Parmis les familles qui occupent le Château se trouvent les Doujat, descendants de Jean Doujat. Célèbre pour son esprit et mainteneur des jeux floraux, il entre à l’Académie Française en 1650. Son fils jacques est anobli et reçoit ses armes en 1696, époque à laquelle il semble acquérir le Château et la Seigneurie d’Empeaux. Guillaume Bonaventure Doujat, Baron d’Empeaux, a un fils de Claire Le Comte, dame de Saiguède. Nommé Henri-joseph, il est officié et seigneur d’Empeaux pendant la révolution. Cette grille d’entrée est un parfait exemple du soin apporté à chaque partie du Château. Elle est caractéristique du travail de ferronnerie, avec volutes et entrelacs, le tout cadré par des portants alternant la brique et la pierre.

L'église

Egliseempeaux

Cette église se caractérise par sa façade.
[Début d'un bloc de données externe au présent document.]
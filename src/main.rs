use anyhow::Result;
use clap::{Parser, Subcommand};
use keralacare::{generate, i18n, selector};

#[derive(Parser)]
#[command(name = "keralacare")]
#[command(about = "Build and browse the Kerala Care organization cache")]
#[command(version)]
#[command(propagate_version = true)]
struct Cli {
    /// Enable verbose logging
    #[arg(short, long, global = true)]
    verbose: bool,

    #[command(subcommand)]
    command: Commands,
}

#[derive(Subcommand)]
enum Commands {
    /// Fetch the organization hierarchy and publish per-parent JSON shards
    Generate(generate::GenerateArgs),
    /// Walk published shards by organization name and print the facility URL
    Resolve(selector::ResolveArgs),
    /// Look up dictionary keys in a display language
    Translate(i18n::TranslateArgs),
}

fn main() -> Result<()> {
    let cli = Cli::parse();

    if cli.verbose {
        std::env::set_var("RUST_LOG", "debug");
    }

    match cli.command {
        Commands::Generate(args) => generate::run(args),
        Commands::Resolve(args) => selector::run(args),
        Commands::Translate(args) => i18n::run(args),
    }
}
Toute en reprenant le vocabulaire architectural de la région avec un clocher-mur sur une façade sobre, les maîtres d’oeuvre, ornent les côtés de volutes qui viennent adoucir la silhouette extérieure de l’édifice.

Les Balcons

La terre cuite moulée des Ateliers Virebent, à Launaguet, permet aux petits bourgeois des campagnes de donner un certain cachet à leur demeures aux XIXe et XXe siècle. Le traitement de la terre cuite décorative et bien maîtrisée, mais il faut attendre les années 1830 pour voir apparaître une production de série et de masse. Né à Toulouse en 1794, François Auguste Virebent est le fils de Jacques, Architecte de cette ville. Choqué par les intrigues qui entourent la construction du Château d’eau, il décide de créer sa propre briqueterie en 1831 à Launaguet.

Le Calvaire (1851)

Calvaire empeaux

Expression de l’ordre moral, le calvaire est un monument qui s’impose un peu partout au XIXe siècle. Celui-ci, très imposant, protège l’entrée du Château. Le cardinal d’Astros vient souvent se reposer au Château d’Empeaux, où il est reçu par les Doujat.

Le Puits (vers 1860)

Ce puits communal est le lieu de rencontre des ménagères du village avant l’arrivée de l’eau courante, au début des années 1960. Sa structure fermée pour protéger l’eau est caractéristique de la région, de même que l’utilisation de brique.